Meet Meghna, and Face the Cold Hard Truth about Bike Education in the USA Right Now

So I get an email from a woman I don’t know a few weeks ago. Her name is Meghna; she is a young mom with two daughters; and she never learned how to ride a bike. She spent $140 a couple of years ago to take an REI class, where she was off on the side with an instructor while a group of children were with another instructor. She rode the bike briefly, but not really and never again.

I offer one free bike class a month to a woman or teen girl (although I taught seven weeks in a row this past fall to some girls in Clarkston, GA who stole my heart), thanks to proceeds from my book, Traveling at the Speed of Bike. Meghna hit the timing right because I was scheduling March when I received her email.

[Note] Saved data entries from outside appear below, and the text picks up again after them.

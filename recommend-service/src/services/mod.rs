pub mod collaborative;
pub mod content;
pub mod diversity;
pub mod engine;
pub mod fallback;
pub mod hybrid;
pub mod preference;
pub mod similarity;
pub mod vector_search;

pub use collaborative::CollaborativeScorer;
pub use content::ContentScorer;
pub use diversity::DiversityReRanker;
pub use engine::{RecommendationEngine, RecommendationRequest};
pub use fallback::FallbackChain;
pub use hybrid::MethodWeights;
pub use preference::PreferenceAggregator;
pub use vector_search::VectorSearchService;
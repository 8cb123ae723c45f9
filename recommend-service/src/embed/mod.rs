//! Embedding function contract and helpers.
//!
//! The real encoders (image/text models) live outside the core; the engine
//! only consumes their numeric output. Either call may fail and return
//! `None` - a failed embedding is a dependency failure for that one item,
//! never for the batch.

use crate::models::ItemRecord;
use std::collections::hash_map::DefaultHasher;
use std::hash::{Hash, Hasher};

/// Weights for blending image and text vectors into the combined vector.
pub const COMBINED_IMAGE_WEIGHT: f32 = 0.6;
pub const COMBINED_TEXT_WEIGHT: f32 = 0.4;

/// Opaque embedding functions.
#[cfg_attr(test, mockall::automock)]
pub trait Embedder: Send + Sync {
    fn embed_image(&self, image_url: &str) -> Option<Vec<f32>>;
    fn embed_text(&self, text: &str) -> Option<Vec<f32>>;
}

/// Textual representation of an item fed to the text encoder.
pub fn build_item_text(item: &ItemRecord) -> String {
    let mut parts = vec![item.name.clone()];
    if let Some(description) = &item.description {
        parts.push(description.clone());
    }
    if let Some(category) = &item.category {
        parts.push(format!("category: {category}"));
    }
    if let Some(brand_id) = &item.brand_id {
        parts.push(format!("brand: {brand_id}"));
    }
    parts.join(" ")
}

/// Blend normalized image and text vectors into one combined vector.
///
/// The shorter vector is zero-padded to the longer one's length. This is the
/// single deliberate zero-padding compatibility shim in the engine: the two
/// encoders emit different dimensions and the combined space is defined as
/// their padded weighted blend. Everywhere else a length mismatch means
/// "incomparable", never padding.
pub fn combine_vectors(
    image: &[f32],
    text: &[f32],
    image_weight: f32,
    text_weight: f32,
) -> Vec<f32> {
    let mut image = normalize_or_copy(image);
    let mut text = normalize_or_copy(text);

    let len = image.len().max(text.len());
    image.resize(len, 0.0);
    text.resize(len, 0.0);

    image
        .iter()
        .zip(text.iter())
        .map(|(i, t)| image_weight * i + text_weight * t)
        .collect()
}

fn normalize_or_copy(vector: &[f32]) -> Vec<f32> {
    let norm = vector.iter().map(|x| x * x).sum::<f32>().sqrt();
    if norm > 0.0 {
        vector.iter().map(|x| x / norm).collect()
    } else {
        vector.to_vec()
    }
}

/// Deterministic feature-hashing embedder.
///
/// Stands in for the real encoders in tests and the maintenance binary:
/// tokens (and the raw image URL) are hashed into a fixed number of signed
/// buckets, so equal inputs always produce equal vectors and similar texts
/// land close together.
pub struct HashingEmbedder {
    image_dimension: usize,
    text_dimension: usize,
}

impl HashingEmbedder {
    pub fn new(image_dimension: usize, text_dimension: usize) -> Self {
        Self {
            image_dimension,
            text_dimension,
        }
    }

    fn hash_tokens<S: AsRef<str>>(
        &self,
        tokens: impl IntoIterator<Item = S>,
        dimension: usize,
    ) -> Option<Vec<f32>> {
        let mut vector = vec![0.0f32; dimension];
        let mut any = false;
        for token in tokens {
            let token = token.as_ref();
            if token.is_empty() {
                continue;
            }
            any = true;
            let mut hasher = DefaultHasher::new();
            token.hash(&mut hasher);
            let h = hasher.finish();
            let bucket = (h % dimension as u64) as usize;
            let sign = if h & (1 << 63) == 0 { 1.0 } else { -1.0 };
            vector[bucket] += sign;
        }
        any.then_some(vector)
    }
}

impl Default for HashingEmbedder {
    fn default() -> Self {
        // Dimensions roughly in the shape of small CLIP/MiniLM outputs.
        Self::new(64, 48)
    }
}

impl Embedder for HashingEmbedder {
    fn embed_image(&self, image_url: &str) -> Option<Vec<f32>> {
        if image_url.trim().is_empty() {
            return None;
        }
        // No pixels available here; hash URL path segments instead so equal
        // URLs embed identically.
        self.hash_tokens(
            image_url.split(|c: char| c == '/' || c == '.' || c == '-'),
            self.image_dimension,
        )
    }

    fn embed_text(&self, text: &str) -> Option<Vec<f32>> {
        if text.trim().is_empty() {
            return None;
        }
        let tokens: Vec<String> = text
            .split(|c: char| !c.is_alphanumeric())
            .filter(|t| !t.is_empty())
            .map(|t| t.to_lowercase())
            .collect();
        self.hash_tokens(tokens, self.text_dimension)
    }
}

We met yesterday for about an hour and a half right before what can only be called a toad-strangler of a storm. And she now rides a bike. See for yourself in the little 14-second TikTok below, and hear her 4-second quote about how it feels:

See TravelingAtTheSpeedOfBike.com/classes for 4 free ways to learn to ride a bike
See TravelingAtTheSpeedOfBike.com/classes for 4 free ways to learn to ride a bike

As with all my new-to-bike-riding students, I told her to spend the next month or so practicing moving on a bike through time and space in a no-motor-vehicle location. Then, circle back to me for a second class to learn some additional skills about bike handling, hazard avoidance, route selection, rules of the road, how to reduce specific additional proven dangers to women and girls in public space, and other tips.

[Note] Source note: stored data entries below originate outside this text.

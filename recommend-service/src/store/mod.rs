//! Read-side store traits the engine depends on.
//!
//! Catalog and interaction persistence live outside the core; the engine only
//! consumes query results through these traits (and writes nothing except
//! vectors produced by the vectorization pipeline). In-memory implementations
//! for tests and the maintenance binary live in [`memory`].

pub mod memory;

use crate::models::{Interaction, ItemRecord, ItemVectors, SwipeAction};
use anyhow::Result;
use async_trait::async_trait;
use serde::Serialize;
use std::collections::HashSet;
use uuid::Uuid;

/// Vector coverage counters, for status reporting.
#[derive(Debug, Clone, Default, Serialize)]
pub struct VectorCoverage {
    pub total: usize,
    pub with_image: usize,
    pub with_text: usize,
    pub with_combined: usize,
    pub with_all: usize,
}

/// Read-only view over catalog items, plus the single write path for
/// job-produced vectors.
#[async_trait]
pub trait CatalogStore: Send + Sync {
    async fn item(&self, item_id: Uuid) -> Result<Option<ItemRecord>>;

    async fn items(&self, ids: &[Uuid]) -> Result<Vec<ItemRecord>>;

    /// Items carrying a combined vector, optionally filtered by category and
    /// brand; the pool for brute-force scans and the cold-start fallback.
    async fn vectorized_items(
        &self,
        category: Option<&str>,
        brand_id: Option<Uuid>,
        limit: usize,
    ) -> Result<Vec<ItemRecord>>;

    /// Unswiped browsing pool for content scoring; no vector requirement.
    async fn candidates(
        &self,
        exclude: &HashSet<Uuid>,
        category: Option<&str>,
        brand_id: Option<Uuid>,
        limit: usize,
    ) -> Result<Vec<ItemRecord>>;

    /// Ids of items missing at least one of the three vectors.
    async fn items_missing_vectors(&self) -> Result<Vec<Uuid>>;

    /// Persist vectors produced by the vectorization pipeline.
    async fn store_vectors(&self, item_id: Uuid, vectors: ItemVectors) -> Result<()>;

    async fn item_count(&self) -> Result<usize>;

    async fn vector_coverage(&self) -> Result<VectorCoverage>;
}

/// Read-only view over users' swipe history.
#[async_trait]
pub trait InteractionStore: Send + Sync {
    /// Whether the user id is known at all. A known user with zero
    /// interactions is a valid cold-start case, not an error.
    async fn user_exists(&self, user_id: Uuid) -> Result<bool>;

    /// The user's interactions, most recent first.
    async fn recent_interactions(&self, user_id: Uuid, limit: usize) -> Result<Vec<Interaction>>;

    /// The user's interactions of one action, most recent first.
    async fn recent_by_action(
        &self,
        user_id: Uuid,
        action: SwipeAction,
        limit: usize,
    ) -> Result<Vec<Interaction>>;

    /// Every item the user hit with the given action.
    async fn item_ids_by_action(&self, user_id: Uuid, action: SwipeAction) -> Result<HashSet<Uuid>>;

    /// Every item the user has swiped either way.
    async fn swiped_item_ids(&self, user_id: Uuid) -> Result<HashSet<Uuid>>;

    /// All users with at least one like; the collaborative candidate pool.
    async fn users_with_likes(&self) -> Result<Vec<Uuid>>;

    /// (total, liked) interaction counts for a user.
    async fn interaction_counts(&self, user_id: Uuid) -> Result<(usize, usize)>;
}
impl JobRecord {
    pub fn progress(&self) -> f32 {
        if self.total == 0 {
            return 1.0;
        }
        self.processed as f32 / self.total as f32
    }
}

/// Heap entry: higher priority first, then FIFO within a priority.
struct QueuedJob {
    priority: JobPriority,
    seq: u64,
    job_id: Uuid,
}

impl PartialEq for QueuedJob {
    fn eq(&self, other: &Self) -> bool {
        self.seq == other.seq
    }
}
impl Eq for QueuedJob {}
impl PartialOrd for QueuedJob {
    fn partial_cmp(&self, other: &Self) -> Option<Ordering> {
        Some(self.cmp(other))
    }
}
impl Ord for QueuedJob {
    fn cmp(&self, other: &Self) -> Ordering {
        self.priority
            .cmp(&other.priority)
            .then_with(|| other.seq.cmp(&self.seq))
    }
}

pub struct VectorizationQueue {
    jobs: Arc<DashMap<Uuid, JobRecord>>,
    queue: Arc<Mutex<BinaryHeap<QueuedJob>>>,
    notify: Arc<Notify>,
    seq: AtomicU64,
}

impl VectorizationQueue {
    /// Create the queue and spawn its worker. Must be called within a tokio
    /// runtime.
    pub fn new(
        catalog: Arc<dyn CatalogStore>,
        index: Arc<VectorIndex>,
        embedder: Arc<dyn Embedder>,
    ) -> Self {
        let jobs: Arc<DashMap<Uuid, JobRecord>> = Arc::new(DashMap::new());
        let queue: Arc<Mutex<BinaryHeap<QueuedJob>>> = Arc::new(Mutex::new(BinaryHeap::new()));
        let notify = Arc::new(Notify::new());

        tokio::spawn(worker_loop(
            Arc::clone(&jobs),
            Arc::clone(&queue),
            Arc::clone(&notify),
            catalog,
            index,
            embedder,
        ));

        Self {
            jobs,
            queue,
            notify,
            seq: AtomicU64::new(0),
        }
    }

    /// Register a job and return its id immediately; processing happens off
    /// the request path.
    pub fn enqueue(&self, item_ids: Vec<Uuid>, priority: JobPriority, force: bool) -> Uuid {
        let job_id = Uuid::new_v4();
        let record = JobRecord {
            id: job_id,
            total: item_ids.len(),
            item_ids,
            priority,
            status: JobStatus::Queued,
            force,
            processed: 0,
            succeeded: 0,
            failed: 0,
            skipped: 0,
            failures: Vec::new(),
            created_at: Utc::now(),
            started_at: None,
            finished_at: None,
        };
        self.jobs.insert(job_id, record);
        self.queue.lock().expect("job queue lock poisoned").push(QueuedJob {
            priority,
            seq: self.seq.fetch_add(1, AtomicOrdering::SeqCst),
            job_id,
        });
        self.notify.notify_one();

        info!(job_id = %job_id, priority = ?priority, force, "enqueued vectorization job");
        job_id
    }

    pub fn status(&self, job_id: Uuid) -> Option<JobRecord> {
        self.jobs.get(&job_id).map(|r| r.clone())
    }

    /// Poll until the job reaches a terminal state or the timeout elapses.
    /// Returns the latest record either way.
    pub async fn await_terminal(&self, job_id: Uuid, timeout: Duration) -> Option<JobRecord> {
        let deadline = tokio::time::Instant::now() + timeout;
        loop {
            match self.status(job_id) {
                Some(record) if record.status.is_terminal() => return Some(record),
                Some(record) => {
                    if tokio::time::Instant::now() >= deadline {
                        return Some(record);
                    }
                }
                None => return None,
            }
            tokio::time::sleep(Duration::from_millis(10)).await;
        }
    }
}

async fn worker_loop(
    jobs: Arc<DashMap<Uuid, JobRecord>>,
    queue: Arc<Mutex<BinaryHeap<QueuedJob>>>,
    notify: Arc<Notify>,
    catalog: Arc<dyn CatalogStore>,
    index: Arc<VectorIndex>,
    embedder: Arc<dyn Embedder>,
) {
    loop {
        let next = queue.lock().expect("job queue lock poisoned").pop();
        match next {
            Some(queued) => {
                process_job(&jobs, queued.job_id, &catalog, &index, &embedder).await;
            }
            None => notify.notified().await,
        }
    }
}

async fn process_job(
    jobs: &DashMap<Uuid, JobRecord>,
    job_id: Uuid,
    catalog: &Arc<dyn CatalogStore>,
    index: &Arc<VectorIndex>,
    embedder: &Arc<dyn Embedder>,
) {
    let (item_ids, force) = match jobs.get_mut(&job_id) {
        Some(mut record) => {
            record.status = JobStatus::Processing;
            record.started_at = Some(Utc::now());
            (record.item_ids.clone(), record.force)
        }
        None => return,
    };

    for item_id in item_ids {
        let outcome = process_item(catalog, index, embedder, item_id, force).await;
        if let Some(mut record) = jobs.get_mut(&job_id) {
            record.processed += 1;
            match outcome {
                Ok(ItemOutcome::Generated) => record.succeeded += 1,
                Ok(ItemOutcome::Skipped) => record.skipped += 1,
                Err(e) => {
                    // Isolated per item: siblings keep processing.
                    warn!(job_id = %job_id, item_id = %item_id, error = %e, "vectorization failed for item");
                    record.failed += 1;
                    record.failures.push(ItemFailure {
                        item_id,
                        error: e.to_string(),
                    });
                }
            }
        }
    }

    if let Some(mut record) = jobs.get_mut(&job_id) {
        record.finished_at = Some(Utc::now());
        record.status = if record.total > 0 && record.failed == record.total {
            JobStatus::Failed
        } else {
            JobStatus::Completed
        };
        if record.status == JobStatus::Failed {
            error!(job_id = %job_id, failed = record.failed, "vectorization job failed for every item");
        } else {
            info!(
                job_id = %job_id,
                succeeded = record.succeeded,
                skipped = record.skipped,
                failed = record.failed,
                "vectorization job completed"
            );
        }
    }
}

enum ItemOutcome {
    Generated,
    Skipped,
}

async fn process_item(
    catalog: &Arc<dyn CatalogStore>,
    index: &Arc<VectorIndex>,
    embedder: &Arc<dyn Embedder>,
    item_id: Uuid,
    force: bool,
) -> Result<ItemOutcome> {
    let item = catalog
        .item(item_id)
        .await?
        .ok_or_else(|| anyhow!("item {item_id} not found"))?;

    if !force && item.has_all_vectors() {
        return Ok(ItemOutcome::Skipped);
    }

    let vectors = generate_vectors(embedder, &item)?;
    catalog.store_vectors(item_id, vectors.clone()).await?;

    for (modality, vector) in [
        (Modality::Image, &vectors.image),
        (Modality::Text, &vectors.text),
        (Modality::Combined, &vectors.combined),
    ] {
        if let Some(vector) = vector {
            if let Err(e) = index.insert(item_id, modality, vector) {
                warn!(item_id = %item_id, modality = modality.as_str(), error = %e, "skipping index insert");
            }
        }
    }
    Ok(ItemOutcome::Generated)
}

fn generate_vectors(embedder: &Arc<dyn Embedder>, item: &ItemRecord) -> Result<ItemVectors> {
    let text = build_item_text(item);
    let text_vector = embedder.embed_text(&text);
    let image_vector = item
        .image_url
        .as_deref()
        .and_then(|url| embedder.embed_image(url));

    let combined = match (&image_vector, &text_vector) {
        (Some(image), Some(text)) => Some(combine_vectors(
            image,
            text,
            COMBINED_IMAGE_WEIGHT,
            COMBINED_TEXT_WEIGHT,
        )),
        (Some(image), None) => Some(image.clone()),
        (None, Some(text)) => Some(text.clone()),
        (None, None) => None,
    };

    let Some(combined) = combined else {
        return Err(anyhow!("embedding functions produced no vectors"));
    };
    Ok(ItemVectors {
        image: image_vector,
        text: text_vector,
        combined: Some(combined),
    })
}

But here’s the cold hard truth that nags at me about bike education in the United States right now — once someone can actually ride a bike, my fellow League Cycling Instructors and I are mostly teaching how not to get killed by drivers of three-ton vehicles in our dangerous-by-design cities. There is no joy in that, and joy matters (and I’m doing everything within my power to keep it centered). (Here’s my hope.)

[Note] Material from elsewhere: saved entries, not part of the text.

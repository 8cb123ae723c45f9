//! In-memory store implementations.
//!
//! Back the engine in tests and the maintenance binary. `MemoryCatalog`
//! counts vector writes so idempotence is observable from the outside.

use super::{CatalogStore, InteractionStore, VectorCoverage};
use crate::models::{Interaction, ItemRecord, ItemVectors, SwipeAction};
use anyhow::{anyhow, Result};
use async_trait::async_trait;
use std::collections::{HashMap, HashSet};
use std::sync::atomic::{AtomicUsize, Ordering};
use std::sync::RwLock;
use uuid::Uuid;

#[derive(Default)]
pub struct MemoryCatalog {
    items: RwLock<HashMap<Uuid, ItemRecord>>,
    vector_writes: AtomicUsize,
}

impl MemoryCatalog {
    pub fn new() -> Self {
        Self::default()
    }

    pub fn seed(items: impl IntoIterator<Item = ItemRecord>) -> Self {
        let catalog = Self::new();
        catalog.upsert_all(items);
        catalog
    }

    pub fn upsert(&self, item: ItemRecord) {
        self.items
            .write()
            .expect("catalog lock poisoned")
            .insert(item.id, item);
    }

    pub fn upsert_all(&self, items: impl IntoIterator<Item = ItemRecord>) {
        let mut map = self.items.write().expect("catalog lock poisoned");
        for item in items {
            map.insert(item.id, item);
        }
    }

    /// Number of `store_vectors` calls so far. Lets tests assert that an
    /// idempotent re-run performed zero additional writes.
    pub fn vector_write_count(&self) -> usize {
        self.vector_writes.load(Ordering::SeqCst)
    }

    fn snapshot(&self) -> Vec<ItemRecord> {
        let mut items: Vec<ItemRecord> = self
            .items
            .read()
            .expect("catalog lock poisoned")
            .values()
            .cloned()
            .collect();
        items.sort_by_key(|i| i.id);
        items
    }
}

fn matches_facets(item: &ItemRecord, category: Option<&str>, brand_id: Option<Uuid>) -> bool {
    if let Some(category) = category {
        if item.category.as_deref() != Some(category) {
            return false;
        }
    }
    if let Some(brand_id) = brand_id {
        if item.brand_id != Some(brand_id) {
            return false;
        }
    }
    true
}

#[async_trait]
impl CatalogStore for MemoryCatalog {
    async fn item(&self, item_id: Uuid) -> Result<Option<ItemRecord>> {
        Ok(self
            .items
            .read()
            .expect("catalog lock poisoned")
            .get(&item_id)
            .cloned())
    }

    async fn items(&self, ids: &[Uuid]) -> Result<Vec<ItemRecord>> {
        let map = self.items.read().expect("catalog lock poisoned");
        Ok(ids.iter().filter_map(|id| map.get(id).cloned()).collect())
    }

    async fn vectorized_items(
        &self,
        category: Option<&str>,
        brand_id: Option<Uuid>,
        limit: usize,
    ) -> Result<Vec<ItemRecord>> {
        Ok(self
            .snapshot()
            .into_iter()
            .filter(|item| item.combined_vector.is_some())
            .filter(|item| matches_facets(item, category, brand_id))
            .take(limit)
            .collect())
    }

    async fn candidates(
        &self,
        exclude: &HashSet<Uuid>,
        category: Option<&str>,
        brand_id: Option<Uuid>,
        limit: usize,
    ) -> Result<Vec<ItemRecord>> {
        Ok(self
            .snapshot()
            .into_iter()
            .filter(|item| !exclude.contains(&item.id))
            .filter(|item| matches_facets(item, category, brand_id))
            .take(limit)
            .collect())
    }

    async fn items_missing_vectors(&self) -> Result<Vec<Uuid>> {
        Ok(self
            .snapshot()
            .into_iter()
            .filter(|item| !item.has_all_vectors())
            .map(|item| item.id)
            .collect())
    }

    async fn store_vectors(&self, item_id: Uuid, vectors: ItemVectors) -> Result<()> {
        let mut map = self.items.write().expect("catalog lock poisoned");
        let item = map
            .get_mut(&item_id)
            .ok_or_else(|| anyhow!("item {item_id} not found"))?;
        item.image_vector = vectors.image;
        item.text_vector = vectors.text;
        item.combined_vector = vectors.combined;
        self.vector_writes.fetch_add(1, Ordering::SeqCst);
        Ok(())
    }

    async fn item_count(&self) -> Result<usize> {
        Ok(self.items.read().expect("catalog lock poisoned").len())
    }

    async fn vector_coverage(&self) -> Result<VectorCoverage> {
        let map = self.items.read().expect("catalog lock poisoned");
        let mut coverage = VectorCoverage {
            total: map.len(),
            ..Default::default()
        };
        for item in map.values() {
            if item.image_vector.is_some() {
                coverage.with_image += 1;
            }
            if item.text_vector.is_some() {
                coverage.with_text += 1;
            }
            if item.combined_vector.is_some() {
                coverage.with_combined += 1;
            }
            if item.has_all_vectors() {
                coverage.with_all += 1;
            }
        }
        Ok(coverage)
    }
}

#[derive(Default)]
pub struct MemoryInteractions {
    by_user: RwLock<HashMap<Uuid, Vec<Interaction>>>,
    known_users: RwLock<HashSet<Uuid>>,
}

impl MemoryInteractions {
    pub fn new() -> Self {
        Self::default()
    }

    /// Register a user without any interactions (cold-start user).
    pub fn register_user(&self, user_id: Uuid) {
        self.known_users
            .write()
            .expect("interaction lock poisoned")
            .insert(user_id);
    }

    /// Record a swipe. A repeat swipe on the same item upserts the action
    /// rather than duplicating the (user, item) pair.
    pub fn record(&self, interaction: Interaction) {
        self.register_user(interaction.user_id);
        let mut map = self.by_user.write().expect("interaction lock poisoned");
        let entries = map.entry(interaction.user_id).or_default();
        entries.retain(|existing| existing.item_id != interaction.item_id);
        entries.push(interaction);
        entries.sort_by(|a, b| b.created_at.cmp(&a.created_at));
    }

    pub fn record_all(&self, interactions: impl IntoIterator<Item = Interaction>) {
        for interaction in interactions {
            self.record(interaction);
        }
    }

    fn for_user(&self, user_id: Uuid) -> Vec<Interaction> {
        self.by_user
            .read()
            .expect("interaction lock poisoned")
            .get(&user_id)
            .cloned()
            .unwrap_or_default()
    }
}

#[async_trait]
impl InteractionStore for MemoryInteractions {
    async fn user_exists(&self, user_id: Uuid) -> Result<bool> {
        Ok(self
            .known_users
            .read()
            .expect("interaction lock poisoned")
            .contains(&user_id))
    }

    async fn recent_interactions(&self, user_id: Uuid, limit: usize) -> Result<Vec<Interaction>> {
        let mut interactions = self.for_user(user_id);
        interactions.truncate(limit);
        Ok(interactions)
    }

    async fn recent_by_action(
        &self,
        user_id: Uuid,
        action: SwipeAction,
        limit: usize,
    ) -> Result<Vec<Interaction>> {
        Ok(self
            .for_user(user_id)
            .into_iter()
            .filter(|i| i.action == action)
            .take(limit)
            .collect())
    }

    async fn item_ids_by_action(&self, user_id: Uuid, action: SwipeAction) -> Result<HashSet<Uuid>> {
        Ok(self
            .for_user(user_id)
            .into_iter()
            .filter(|i| i.action == action)
            .map(|i| i.item_id)
            .collect())
    }

    async fn swiped_item_ids(&self, user_id: Uuid) -> Result<HashSet<Uuid>> {
        Ok(self.for_user(user_id).into_iter().map(|i| i.item_id).collect())
    }

    async fn users_with_likes(&self) -> Result<Vec<Uuid>> {
        let map = self.by_user.read().expect("interaction lock poisoned");
        let mut users: Vec<Uuid> = map
            .iter()
            .filter(|(_, interactions)| {
                interactions.iter().any(|i| i.action == SwipeAction::Like)
            })
            .map(|(user_id, _)| *user_id)
            .collect();
        users.sort();
        Ok(users)
    }

    async fn interaction_counts(&self, user_id: Uuid) -> Result<(usize, usize)> {
        let interactions = self.for_user(user_id);
        let likes = interactions
            .iter()
            .filter(|i| i.action == SwipeAction::Like)
            .count();
        Ok((interactions.len(), likes))
    }
}

#[cfg(test)]
mod tests {
    use super::*;
    use chrono::{Duration, Utc};

    fn item(n: u128, combined: Option<Vec<f32>>) -> ItemRecord {
        ItemRecord {
            id: Uuid::from_u128(n),
            name: format!("item-{n}"),
            description: None,
            image_url: None,
            category: None,
            brand_id: None,
            image_vector: None,
            text_vector: None,
            combined_vector: combined,
            like_count: 0,
            created_at: Utc::now(),
        }
    }

    fn swipe(user: u128, item: u128, action: SwipeAction, age_days: i64) -> Interaction {
        Interaction {
            user_id: Uuid::from_u128(user),
            item_id: Uuid::from_u128(item),
            action,
            created_at: Utc::now() - Duration::days(age_days),
        }
    }

    #[tokio::test]
    async fn test_vectorized_items_requires_combined() {
        let catalog = MemoryCatalog::seed(vec![
            item(1, Some(vec![1.0, 0.0])),
            item(2, None),
        ]);
        let items = catalog.vectorized_items(None, None, 10).await.unwrap();
        assert_eq!(items.len(), 1);
        assert_eq!(items[0].id, Uuid::from_u128(1));
    }

    #[tokio::test]
    async fn test_store_vectors_counts_writes() {
        let catalog = MemoryCatalog::seed(vec![item(1, None)]);
        assert_eq!(catalog.vector_write_count(), 0);
        catalog
            .store_vectors(
                Uuid::from_u128(1),
                ItemVectors {
                    image: Some(vec![1.0]),
                    text: Some(vec![1.0]),
                    combined: Some(vec![1.0]),
                },
            )
            .await
            .unwrap();
        assert_eq!(catalog.vector_write_count(), 1);
        assert!(catalog.items_missing_vectors().await.unwrap().is_empty());
    }

    #[tokio::test]
    async fn test_repeat_swipe_upserts() {
        let store = MemoryInteractions::new();
        store.record(swipe(1, 7, SwipeAction::Like, 3));
        store.record(swipe(1, 7, SwipeAction::Dislike, 0));

        let user = Uuid::from_u128(1);
        let all = store.recent_interactions(user, 10).await.unwrap();
        assert_eq!(all.len(), 1);
        assert_eq!(all[0].action, SwipeAction::Dislike);

        let likes = store.item_ids_by_action(user, SwipeAction::Like).await.unwrap();
        assert!(likes.is_empty());
    }

    #[tokio::test]
    async fn test_recent_ordering_most_recent_first() {
        let store = MemoryInteractions::new();
        store.record(swipe(1, 10, SwipeAction::Like, 5));
        store.record(swipe(1, 11, SwipeAction::Like, 1));
        store.record(swipe(1, 12, SwipeAction::Like, 3));

        let recent = store
            .recent_by_action(Uuid::from_u128(1), SwipeAction::Like, 2)
            .await
            .unwrap();
        assert_eq!(recent.len(), 2);
        assert_eq!(recent[0].item_id, Uuid::from_u128(11));
        assert_eq!(recent[1].item_id, Uuid::from_u128(12));
    }

    #[tokio::test]
    async fn test_users_with_likes_excludes_dislike_only() {
        let store = MemoryInteractions::new();
        store.record(swipe(1, 10, SwipeAction::Like, 1));
        store.record(swipe(2, 10, SwipeAction::Dislike, 1));

        let users = store.users_with_likes().await.unwrap();
        assert_eq!(users, vec![Uuid::from_u128(1)]);
    }
}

I’m now booking my free “Pedal Power with Pattie” in-person basic bike skills class for April. First dibs goes to a woman who is a mayor, city councilor, or county commissioner anywhere in Metro Atlanta who would like to be a role (roll!) model for her city or county during the upcoming National Bike Month* in May. Connect with me here.

Showing you can face a fear you may have about riding a bike and that you trust your city or county as a safe and accessible-for-all place to ride goes a long way to inspire others who are currently underrepresented in our public spaces.

If you, as a city or county leader, don’t feel safe riding a bike where you serve, I have two simple questions for you.

Let’s talk about ways you can help change that. You hold the power in your hands. Do not settle for the gutter of failed imagination. I don’t think you went into public service to maintain the deadly status quo or to greenwash your constituencies.

Buy my book for six additional poems written while Traveling at the Speed of Bike. All proceeds help more women and girls ride bikes.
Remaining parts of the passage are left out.